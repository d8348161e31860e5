//! The external value-transfer capability.
//!
//! The ledger never moves value itself. It asks an [`AssetHost`] to debit
//! callers and credit recipients, and keeps its own books consistent around
//! those calls. The host is responsible for reverting its own transfers when
//! an operation fails after some of them went through.

use splitpay_types::{Address, Amount, Asset};
use thiserror::Error;

#[derive(Clone, Debug, PartialEq, Eq, Error)]
pub enum HostError {
    #[error("{holder} holds {available} of {asset}, needs {needed}")]
    InsufficientFunds {
        asset: Asset,
        holder: Address,
        available: Amount,
        needed: Amount,
    },

    #[error("transfer to {recipient} rejected: {reason}")]
    Rejected { recipient: Address, reason: String },
}

/// Moves value on behalf of the ledger.
///
/// Native value attached to a call is already in ledger custody when an
/// operation starts, so there is no native `pull`.
pub trait AssetHost {
    /// Spendable balance of `holder` in a token asset.
    fn available(&self, asset: &Asset, holder: &Address) -> Amount;

    /// Move `amount` of a token from `from` into ledger custody.
    fn pull(&self, asset: &Asset, from: &Address, amount: Amount) -> Result<(), HostError>;

    /// Move `amount` of a token from `from` straight to `to`.
    fn transfer_from(
        &self,
        asset: &Asset,
        from: &Address,
        to: &Address,
        amount: Amount,
    ) -> Result<(), HostError>;

    /// Pay `amount` out of ledger custody to `to`.
    ///
    /// Recipient code may run during this call and may call back into the
    /// ledger.
    fn push(&self, asset: &Asset, to: &Address, amount: Amount) -> Result<(), HostError>;
}
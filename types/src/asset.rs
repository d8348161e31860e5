//! Asset identifiers: the native value unit or a fungible-token contract.

use crate::address::Address;
use serde::{Deserialize, Serialize};
use std::fmt;

/// The key under which balances and fee pools are tracked.
#[derive(Clone, Copy, Debug, PartialEq, Eq, PartialOrd, Ord, Hash, Serialize, Deserialize)]
#[serde(rename_all = "snake_case")]
pub enum Asset {
    /// The host's native value unit, attached directly to a call.
    Native,
    /// A fungible token identified by its contract address.
    Token(Address),
}

impl Asset {
    pub fn is_native(&self) -> bool {
        matches!(self, Asset::Native)
    }

    /// The token contract, if this is a token asset.
    pub fn token_address(&self) -> Option<&Address> {
        match self {
            Asset::Native => None,
            Asset::Token(addr) => Some(addr),
        }
    }
}

impl fmt::Display for Asset {
    fn fmt(&self, f: &mut fmt::Formatter<'_>) -> fmt::Result {
        match self {
            Asset::Native => write!(f, "native"),
            Asset::Token(addr) => write!(f, "token:{addr}"),
        }
    }
}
▬▬▬▬▬▬
# [ASSIGNED TASK]
Only lines with the word "available" are needed. Copy them from the preceding records.

# [RESPONSE AREA]
    #[error("{holder} holds {available} of {asset}, needs {needed}")]
        available: Amount,
    fn available(&self, asset: &Asset, holder: &Address) -> Amount;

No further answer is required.